Stéphane Sednaoui () is a French director, photographer, film producer and actor.

Over the years, Sednaoui has redefined his artistic approach to focus on his fine-art and cinematographic projects. New and existing work have been exhibited recently at the MoMA, New York (2015)– the National September 11 Memorial & Museum (2013–2015), New York – the Brooklyn Museum, New York (2013 – the (Barbican Center, London (2014) – Le Grand Palais, Paris (2015)– the National Gallery of Victoria, Melbourne (2014) and in a solo exhibition at the Sam Art Projects Foundation, Paris (2013).

Stéphane Sednaoui's career started 30 years ago exploring various film and photographic territories.

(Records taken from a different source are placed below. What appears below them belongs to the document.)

#[cfg(test)]
mod tests {
    //! Transition-rule coverage over an in-memory ledger stub.
    use std::sync::Mutex;

    use chrono::{DateTime, Utc};

    use super::*;
    use crate::domain::complaint::ComplaintKind;
    use crate::domain::error::ErrorCode;
    use crate::domain::user::{Roles, UserId};
    use rstest::rstest;

    struct StubLedger {
        complaints: Mutex<Vec<Complaint>>,
        failure: Mutex<Option<ComplaintPersistenceError>>,
    }

    impl StubLedger {
        fn new(complaints: Vec<Complaint>) -> Self {
            Self {
                complaints: Mutex::new(complaints),
                failure: Mutex::new(None),
            }
        }

        fn set_failure(&self, failure: ComplaintPersistenceError) {
            *self.failure.lock().expect("failure lock") = Some(failure);
        }

        fn check_failure(&self) -> Result<(), ComplaintPersistenceError> {
            self.failure
                .lock()
                .expect("failure lock")
                .clone()
                .map_or(Ok(()), Err)
        }
    }

    #[async_trait]
    impl ComplaintRepository for StubLedger {
        async fn insert(
            &self,
            owner: UserId,
            complaint: &NewComplaint,
        ) -> Result<Complaint, ComplaintPersistenceError> {
            self.check_failure()?;
            let mut complaints = self.complaints.lock().expect("ledger lock");
            let id = ComplaintId::new(i32::try_from(complaints.len()).unwrap_or(0) + 1);
            let created = Complaint::new(
                id,
                owner,
                complaint.kind(),
                complaint.description().to_owned(),
                ComplaintStatus::Pending,
                None,
                fixed_now(),
            );
            complaints.push(created.clone());
            Ok(created)
        }

        async fn find_by_id(
            &self,
            id: ComplaintId,
        ) -> Result<Option<Complaint>, ComplaintPersistenceError> {
            self.check_failure()?;
            let complaints = self.complaints.lock().expect("ledger lock");
            Ok(complaints.iter().find(|c| c.id() == id).cloned())
        }

        async fn list_by_owner(
            &self,
            owner: UserId,
        ) -> Result<Vec<Complaint>, ComplaintPersistenceError> {
            self.check_failure()?;
            let complaints = self.complaints.lock().expect("ledger lock");
            Ok(complaints
                .iter()
                .filter(|c| c.user_id() == owner)
                .cloned()
                .collect())
        }

        async fn list_by_department(
            &self,
            department: DepartmentId,
        ) -> Result<Vec<Complaint>, ComplaintPersistenceError> {
            self.check_failure()?;
            let complaints = self.complaints.lock().expect("ledger lock");
            Ok(complaints
                .iter()
                .filter(|c| c.department_id() == Some(department))
                .cloned()
                .collect())
        }

        async fn list_all(&self) -> Result<Vec<Complaint>, ComplaintPersistenceError> {
            self.check_failure()?;
            Ok(self.complaints.lock().expect("ledger lock").clone())
        }

        async fn apply(
            &self,
            id: ComplaintId,
            update: TriageUpdate,
        ) -> Result<Option<Complaint>, ComplaintPersistenceError> {
            self.check_failure()?;
            let mut complaints = self.complaints.lock().expect("ledger lock");
            let Some(found) = complaints.iter_mut().find(|c| c.id() == id) else {
                return Ok(None);
            };
            let updated = Complaint::new(
                found.id(),
                found.user_id(),
                found.kind(),
                found.description().to_owned(),
                update.status.unwrap_or(found.status()),
                update.department.or(found.department_id()),
                found.created_at(),
            );
            *found = updated.clone();
            Ok(Some(updated))
        }
    }

    fn fixed_now() -> DateTime<Utc> {
        DateTime::from_timestamp(1_700_000_000, 0).expect("valid timestamp")
    }

    fn complaint(id: i32, status: ComplaintStatus, department: Option<i32>) -> Complaint {
        Complaint::new(
            ComplaintId::new(id),
            UserId::new(10),
            ComplaintKind::Query,
            "Necesito ayuda con mi pago".to_owned(),
            status,
            department.map(DepartmentId::new),
            fixed_now(),
        )
    }

    fn citizen() -> User {
        user(10, Roles::default())
    }

    fn admin() -> User {
        user(
            1,
            Roles {
                is_admin: true,
                ..Roles::default()
            },
        )
    }

    fn head_of(department: i32) -> User {
        user(
            2,
            Roles {
                is_department_head: true,
                department_id: Some(DepartmentId::new(department)),
                ..Roles::default()
            },
        )
    }

    fn user(id: i32, roles: Roles) -> User {
        User::new(
            UserId::new(id),
            format!("user{id}"),
            "Test Person".to_owned(),
            "person@example.org".to_owned(),
            roles,
        )
    }

    fn service(complaints: Vec<Complaint>) -> (TriageService, Arc<StubLedger>) {
        let ledger = Arc::new(StubLedger::new(complaints));
        (TriageService::new(ledger.clone()), ledger)
    }

    #[tokio::test]
    async fn submission_starts_pending_and_unassigned() {
        let (service, _) = service(Vec::new());
        let payload =
            NewComplaint::try_from_parts("QUERY", "Necesito ayuda con mi pago").expect("valid");

        let created = service
            .submit(&citizen(), &payload)
            .await
            .expect("submission succeeds");

        assert_eq!(created.status(), ComplaintStatus::Pending);
        assert_eq!(created.department_id(), None);
        assert_eq!(created.user_id(), citizen().id());
    }

    #[tokio::test]
    async fn admin_moves_complaints_into_any_status() {
        let (service, _) = service(vec![complaint(1, ComplaintStatus::Resolved, Some(3))]);

        for status in [
            ComplaintStatus::Pending,
            ComplaintStatus::Processing,
            ComplaintStatus::Resolved,
            ComplaintStatus::Rejected,
        ] {
            let updated = service
                .admin_set_status(&admin(), ComplaintId::new(1), status)
                .await
                .expect("admin transitions are unconstrained");
            assert_eq!(updated.status(), status);
        }
    }

    #[tokio::test]
    async fn admin_gate_rejects_other_actors() {
        let (service, _) = service(vec![complaint(1, ComplaintStatus::Pending, None)]);

        for actor in [citizen(), head_of(3)] {
            let err = service
                .admin_set_status(&actor, ComplaintId::new(1), ComplaintStatus::Processing)
                .await
                .expect_err("only admins set arbitrary status");
            assert_eq!(err.code(), ErrorCode::Forbidden);
        }
    }

    #[tokio::test]
    async fn assignment_forces_processing_even_from_resolved() {
        let (service, _) = service(vec![complaint(1, ComplaintStatus::Resolved, Some(2))]);

        let updated = service
            .admin_assign_department(&admin(), ComplaintId::new(1), DepartmentId::new(3))
            .await
            .expect("assignment succeeds");

        // Reopening a closed ticket on reassignment is deliberate: the new
        // department starts its own triage pass.
        assert_eq!(updated.status(), ComplaintStatus::Processing);
        assert_eq!(updated.department_id(), Some(DepartmentId::new(3)));
    }

    #[tokio::test]
    async fn desk_updates_own_department_complaint() {
        let (service, _) = service(vec![complaint(1, ComplaintStatus::Processing, Some(3))]);

        let updated = service
            .desk_set_status(&head_of(3), ComplaintId::new(1), DeskStatus::Resolved)
            .await
            .expect("own-department update succeeds");
        assert_eq!(updated.status(), ComplaintStatus::Resolved);
    }

    #[tokio::test]
    async fn desk_update_outside_own_department_is_forbidden() {
        let (service, ledger) = service(vec![complaint(1, ComplaintStatus::Processing, Some(3))]);

        let err = service
            .desk_set_status(&head_of(4), ComplaintId::new(1), DeskStatus::Resolved)
            .await
            .expect_err("cross-department update must fail");

        assert_eq!(err.code(), ErrorCode::Forbidden);
        // Never a silent no-op: the record is untouched.
        let unchanged = ledger
            .complaints
            .lock()
            .expect("ledger lock")
            .first()
            .cloned()
            .expect("complaint present");
        assert_eq!(unchanged.status(), ComplaintStatus::Processing);
    }

    #[tokio::test]
    async fn desk_update_for_unassigned_complaint_is_forbidden() {
        let (service, _) = service(vec![complaint(1, ComplaintStatus::Pending, None)]);

        let err = service
            .desk_set_status(&head_of(3), ComplaintId::new(1), DeskStatus::Processing)
            .await
            .expect_err("unassigned complaints belong to no desk");
        assert_eq!(err.code(), ErrorCode::Forbidden);
    }

    #[tokio::test]
    async fn desk_update_for_missing_complaint_is_not_found() {
        let (service, _) = service(Vec::new());

        let err = service
            .desk_set_status(&head_of(3), ComplaintId::new(99), DeskStatus::Resolved)
            .await
            .expect_err("missing record");
        assert_eq!(err.code(), ErrorCode::NotFound);
    }

    #[tokio::test]
    async fn desk_without_department_fails_validation() {
        let (service, _) = service(vec![complaint(1, ComplaintStatus::Processing, Some(3))]);
        let head = user(
            5,
            Roles {
                is_department_head: true,
                ..Roles::default()
            },
        );

        let err = service
            .desk_set_status(&head, ComplaintId::new(1), DeskStatus::Resolved)
            .await
            .expect_err("head without department");
        assert_eq!(err.code(), ErrorCode::InvalidRequest);
    }

    #[tokio::test]
    async fn admin_status_update_for_missing_complaint_is_not_found() {
        let (service, _) = service(Vec::new());

        let err = service
            .admin_set_status(&admin(), ComplaintId::new(42), ComplaintStatus::Rejected)
            .await
            .expect_err("missing record");
        assert_eq!(err.code(), ErrorCode::NotFound);
    }

    #[tokio::test]
    async fn department_listing_is_scoped_to_the_actor() {
        let (service, _) = service(vec![
            complaint(1, ComplaintStatus::Processing, Some(3)),
            complaint(2, ComplaintStatus::Processing, Some(4)),
            complaint(3, ComplaintStatus::Pending, None),
        ]);

        let listed = service
            .department_complaints(&head_of(3))
            .await
            .expect("listing succeeds");
        assert_eq!(listed.len(), 1);
        assert_eq!(listed.first().map(Complaint::id), Some(ComplaintId::new(1)));
    }

    #[tokio::test]
    async fn all_complaints_requires_the_admin_capability() {
        let (service, _) = service(vec![complaint(1, ComplaintStatus::Pending, None)]);

        let err = service
            .all_complaints(&citizen())
            .await
            .expect_err("citizens cannot read the full ledger");
        assert_eq!(err.code(), ErrorCode::Forbidden);
        assert_eq!(
            service
                .all_complaints(&admin())
                .await
                .expect("admins read the full ledger")
                .len(),
            1
        );
    }

    #[rstest]
    #[case(ComplaintPersistenceError::connection("pool exhausted"), ErrorCode::ServiceUnavailable)]
    #[case(ComplaintPersistenceError::query("relation missing"), ErrorCode::InternalError)]
    #[tokio::test]
    async fn persistence_failures_map_onto_the_error_taxonomy(
        #[case] failure: ComplaintPersistenceError,
        #[case] expected: ErrorCode,
    ) {
        let (service, ledger) = service(Vec::new());
        ledger.set_failure(failure);

        let err = service
            .own_complaints(&citizen())
            .await
            .expect_err("failure propagates");
        assert_eq!(err.code(), expected);
    }
}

He covered with success the genres of music video, photojournalism, portrait photography and pop culture. As a music video director, he made "Give It Away" and "Scar Tissue" (Red Hot Chili Peppers), "Sly" (Massive Attack), "Mysterious Ways" (U2), "Big Time Sensuality" (Björk), "Fever" (Madonna) and "German Bold Italic" (Towa Tei feat. Kylie Minogue). As a photojournalist he covered such events as the Romanian Revolution of 1989 and the 2001 September 11 attack of the World Trade Center. He has also been a regular contributor to Vogue Italia, Vogue China, Vanity Fair, The New York Times Magazine, Interview and Visionaire as a fashion and portrait photographer.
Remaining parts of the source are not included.